La crescente domanda di Pac in Etf ha spinto banche e broker a competere offrendo soluzioni sempre più convenienti. Oggi, è possibile costruire un piano di accumulo con commissioni di acquisto molto basse, o addirittura azzerate. Alcuni esempi? Directa: È stata pioniera in Italia offrendo un Pac automatico in Etf con zero costi di esecuzione su una vasta lista di strumenti convenzionati. È una soluzione ideale per chi vuole avere il pieno controllo e agire in autonomia. Fineco: Con il servizio Piano Replay, permette di creare un Pac su Etf con la possibilità di ribilanciamento automatico. L'offerta è particolarmente vantaggiosa per gli under 30, che possono usufruire del servizio gratuitamente. Moneyfarm: Ha recentemente lanciato il suo Pac in Etf automatico, che si aggiunge al servizio di gestione patrimoniale. Con versamenti a partire da 10 euro e commissioni di acquisto azzerate, si posiziona come una valida alternativa per chi cerca semplicità e automazione.

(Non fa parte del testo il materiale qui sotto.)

//! The user's pantry, kept in a small JSON file between runs.

use serde::{Deserialize, Serialize};
use std::path::{Path, PathBuf};
use thiserror::Error;
use tracing::{debug, warn};

use crate::models::{SearchError, SearchRequest};

#[derive(Debug, Error)]
pub enum PantryError {
    #[error("ingredient name is empty")]
    EmptyIngredient,
    #[error("pantry file error: {0}")]
    Io(#[from] std::io::Error),
    #[error("pantry file is not valid JSON: {0}")]
    Json(#[from] serde_json::Error),
}

#[derive(Debug, Clone, PartialEq, Serialize, Deserialize)]
#[serde(rename_all = "camelCase")]
pub struct PantryState {
    #[serde(default)]
    pub ingredients: Vec<String>,
    #[serde(default = "default_first_time")]
    pub first_time_user: bool,
}

fn default_first_time() -> bool {
    true
}

impl Default for PantryState {
    fn default() -> Self {
        Self {
            ingredients: Vec::new(),
            first_time_user: true,
        }
    }
}

pub struct PantryStore {
    path: PathBuf,
    state: PantryState,
}

impl PantryStore {
    /// Loads the pantry at `path`. A missing file is an empty pantry; a
    /// corrupt one is logged and replaced on the next save.
    pub async fn open(path: impl Into<PathBuf>) -> Result<Self, PantryError> {
        let path = path.into();
        let state = match tokio::fs::read(&path).await {
            Ok(bytes) => serde_json::from_slice(&bytes).unwrap_or_else(|e| {
                warn!(path = %path.display(), error = %e, "unreadable pantry file, starting empty");
                PantryState::default()
            }),
            Err(e) if e.kind() == std::io::ErrorKind::NotFound => PantryState::default(),
            Err(e) => return Err(e.into()),
        };
        Ok(Self { path, state })
    }

    pub fn path(&self) -> &Path {
        &self.path
    }

    pub fn ingredients(&self) -> &[String] {
        &self.state.ingredients
    }

    pub fn is_first_time_user(&self) -> bool {
        self.state.first_time_user
    }

    async fn save(&self) -> Result<(), PantryError> {
        if let Some(parent) = self.path.parent().filter(|p| !p.as_os_str().is_empty()) {
            tokio::fs::create_dir_all(parent).await?;
        }
        tokio::fs::write(&self.path, serde_json::to_vec_pretty(&self.state)?).await?;
        debug!(path = %self.path.display(), count = self.state.ingredients.len(), "pantry saved");
        Ok(())
    }

    /// Adds an ingredient unless one with the same name (ignoring case) is
    /// already there. Returns whether it was added.
    pub async fn add(&mut self, ingredient: &str) -> Result<bool, PantryError> {
        let name = ingredient.trim();
        if name.is_empty() {
            return Err(PantryError::EmptyIngredient);
        }
        if self.state.ingredients.iter().any(|i| i.eq_ignore_ascii_case(name)) {
            return Ok(false);
        }
        self.state.ingredients.push(name.to_string());
        self.save().await?;
        Ok(true)
    }

    /// Removes an ingredient, ignoring case. Returns whether anything changed.
    pub async fn remove(&mut self, ingredient: &str) -> Result<bool, PantryError> {
        let name = ingredient.trim();
        let before = self.state.ingredients.len();
        self.state.ingredients.retain(|i| !i.eq_ignore_ascii_case(name));
        if self.state.ingredients.len() == before {
            return Ok(false);
        }
        self.save().await?;
        Ok(true)
    }

    pub async fn clear(&mut self) -> Result<(), PantryError> {
        self.state.ingredients.clear();
        self.save().await
    }

    pub async fn mark_onboarded(&mut self) -> Result<(), PantryError> {
        if self.state.first_time_user {
            self.state.first_time_user = false;
            self.save().await?;
        }
        Ok(())
    }

    pub fn search_request(&self) -> Result<SearchRequest, SearchError> {
        SearchRequest::new(&self.state.ingredients)
    }
}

Ma sono sempre più numerose le banche e le piattaforme (Trade Republic, Scalable, Revolut…) che offrono la possibilità di sottoscrivere dei Pac in etf o comunque tutte consentono di negoziare gli etf e naturalmente un aspetto importante prima di sottoscrivere un pac è valutare i costi sia dello strumento sottostante che quelli diretti e indiretti come spese fisse o di negoziazione.
La scelta della piattaforma dipende dalle esigenze di ciascuno, ma il punto fermo rimane l'importanza di investire in strumenti diversificati e con costi contenuti. Per un investimento di lungo periodo, è fondamentale scegliere un paniere che non sia troppo tematico o «alla moda» secondo SoldiExpert SCF ma che rifletta una diversificazione ampia a livello di settori e Paesi. Questo è il miglior antidoto contro la volatilità e le mode del momento.
«Come consulenti finanziari indipendenti ovvero soggetti iscritti all’Albo Ocf (obbligatorio per chi in Italia fornisce consigli di investimento)», spiega Gaziano, «forniamo un’ampia consulenza senza conflitti di interesse (siamo pagati solo a parcella e non riceviamo commissioni sui prodotti o strumenti consigliati) a piccoli e grandi investitore e supportiamo i clienti nella scelta del Pac migliore a partire dalla scelta dell’intermediario e poi degli strumenti migliori o valutiamo se già sono stati attivati dei Pac magari in fondi di investimento se superano la valutazione costi-benefici».